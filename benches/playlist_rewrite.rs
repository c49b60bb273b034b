//! Playlist parse and rewrite throughput
//!
//! Run with: cargo bench --bench playlist_rewrite

use criterion::{BenchmarkId, Criterion, black_box, criterion_group, criterion_main};
use hls_relay::hls::{PlaylistRewriter, ProxyUriBuilder, RewritePolicy, parse};
use std::fmt::Write;

const BASE: &str = "https://cdn.example/live/stream/index.m3u8";

fn media_playlist(segments: usize) -> String {
    let mut out = String::from(
        "#EXTM3U\n#EXT-X-VERSION:6\n#EXT-X-TARGETDURATION:6\n#EXT-X-MEDIA-SEQUENCE:1000\n\
         #EXT-X-KEY:METHOD=AES-128,URI=\"keys/current.key\",IV=0x0000000000000000000000000000abcd\n\
         #EXT-X-MAP:URI=\"init.mp4\"\n",
    );
    for i in 0..segments {
        let _ = write!(
            out,
            "#EXT-X-PROGRAM-DATE-TIME:2024-01-01T00:{:02}:{:02}.000Z\n#EXTINF:6.006,\nsegment_{i:05}.m4s?token=abc\n",
            (i * 6 / 60) % 60,
            (i * 6) % 60
        );
    }
    out
}

fn master_playlist() -> &'static str {
    "#EXTM3U\n\
     #EXT-X-MEDIA:TYPE=AUDIO,GROUP-ID=\"aac\",NAME=\"English\",DEFAULT=YES,URI=\"audio/en.m3u8\"\n\
     #EXT-X-STREAM-INF:BANDWIDTH=800000,RESOLUTION=640x360,AUDIO=\"aac\"\n360p/index.m3u8\n\
     #EXT-X-STREAM-INF:BANDWIDTH=2400000,RESOLUTION=1280x720,AUDIO=\"aac\"\n720p/index.m3u8\n\
     #EXT-X-STREAM-INF:BANDWIDTH=6000000,RESOLUTION=1920x1080,AUDIO=\"aac\"\n1080p/index.m3u8\n\
     #EXT-X-I-FRAME-STREAM-INF:BANDWIDTH=200000,URI=\"iframes/index.m3u8\"\n"
}

fn rewriter() -> PlaylistRewriter {
    PlaylistRewriter::new(
        RewritePolicy::default(),
        ProxyUriBuilder::new("https://relay.example", "/o", "u"),
    )
}

fn bench_parse(c: &mut Criterion) {
    let mut group = c.benchmark_group("parse");
    for segments in [10, 100, 1000] {
        let playlist = media_playlist(segments);
        group.bench_with_input(BenchmarkId::from_parameter(segments), &playlist, |b, p| {
            b.iter(|| black_box(parse(black_box(p), BASE)))
        });
    }
    group.finish();
}

fn bench_rewrite(c: &mut Criterion) {
    let rewriter = rewriter();

    let mut group = c.benchmark_group("rewrite_media");
    for segments in [10, 100, 1000] {
        let playlist = media_playlist(segments);
        group.bench_with_input(BenchmarkId::from_parameter(segments), &playlist, |b, p| {
            b.iter(|| black_box(rewriter.rewrite(black_box(p), BASE)))
        });
    }
    group.finish();

    c.bench_function("rewrite_master", |b| {
        b.iter(|| black_box(rewriter.rewrite(black_box(master_playlist()), BASE)))
    });

    let playlist = media_playlist(100);
    c.bench_function("fallback_rewrite_100", |b| {
        b.iter(|| black_box(rewriter.fallback_rewrite(black_box(&playlist), BASE)))
    });
}

criterion_group!(benches, bench_parse, bench_rewrite);
criterion_main!(benches);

Instructions for the task: Copy out the entries from the material above, matching each one exactly.

Result for this exercise:
filename benches/playlist_rewrite.rs
repository c49b60bb273b034b
//! Playlist parse and rewrite throughput
//!
//! Run with: cargo bench --bench playlist_rewrite

use criterion::{BenchmarkId, Criterion, black_box, criterion_group, criterion_main};
use hls_relay::hls::{PlaylistRewriter, ProxyUriBuilder, RewritePolicy, parse};
use std::fmt::Write;

const BASE: &str = "https://cdn.example/live/stream/index.m3u8";

fn media_playlist(segments: usize) -> String {
    let mut out = String::from(
        "#EXTM3U\n#EXT-X-VERSION:6\n#EXT-X-TARGETDURATION:6\n#EXT-X-MEDIA-SEQUENCE:1000\n\
         #EXT-X-KEY:METHOD=AES-128,URI=\"keys/current.key\",IV=0x0000000000000000000000000000abcd\n\
         #EXT-X-MAP:URI=\"init.mp4\"\n",
    );
    for i in 0..segments {
        let _ = write!(
            out,
            "#EXT-X-PROGRAM-DATE-TIME:2024-01-01T00:{:02}:{:02}.000Z\n#EXTINF:6.006,\nsegment_{i:05}.m4s?token=abc\n",
            (i * 6 / 60) % 60,
            (i * 6) % 60
        );
    }
    out
}

fn master_playlist() -> &'static str {
    "#EXTM3U\n\
     #EXT-X-MEDIA:TYPE=AUDIO,GROUP-ID=\"aac\",NAME=\"English\",DEFAULT=YES,URI=\"audio/en.m3u8\"\n\
     #EXT-X-STREAM-INF:BANDWIDTH=800000,RESOLUTION=640x360,AUDIO=\"aac\"\n360p/index.m3u8\n\
     #EXT-X-STREAM-INF:BANDWIDTH=2400000,RESOLUTION=1280x720,AUDIO=\"aac\"\n720p/index.m3u8\n\
     #EXT-X-STREAM-INF:BANDWIDTH=6000000,RESOLUTION=1920x1080,AUDIO=\"aac\"\n1080p/index.m3u8\n\
     #EXT-X-I-FRAME-STREAM-INF:BANDWIDTH=200000,URI=\"iframes/index.m3u8\"\n"
}

fn rewriter() -> PlaylistRewriter {
    PlaylistRewriter::new(
        RewritePolicy::default(),
        ProxyUriBuilder::new("https://relay.example", "/o", "u"),
    )
}

fn bench_parse(c: &mut Criterion) {
    let mut group = c.benchmark_group("parse");
    for segments in [10, 100, 1000] {
        let playlist = media_playlist(segments);
        group.bench_with_input(BenchmarkId::from_parameter(segments), &playlist, |b, p| {
            b.iter(|| black_box(parse(black_box(p), BASE)))
        });
    }
    group.finish();
}

fn bench_rewrite(c: &mut Criterion) {
    let rewriter = rewriter();

    let mut group = c.benchmark_group("rewrite_media");
    for segments in [10, 100, 1000] {
        let playlist = media_playlist(segments);
        group.bench_with_input(BenchmarkId::from_parameter(segments), &playlist, |b, p| {
            b.iter(|| black_box(rewriter.rewrite(black_box(p), BASE)))
        });
    }
    group.finish();

    c.bench_function("rewrite_master", |b| {
        b.iter(|| black_box(rewriter.rewrite(black_box(master_playlist()), BASE)))
    });

    let playlist = media_playlist(100);
    c.bench_function("fallback_rewrite_100", |b| {
        b.iter(|| black_box(rewriter.fallback_rewrite(black_box(&playlist), BASE)))
    });
}

criterion_group!(benches, bench_parse, bench_rewrite);
criterion_main!(benches);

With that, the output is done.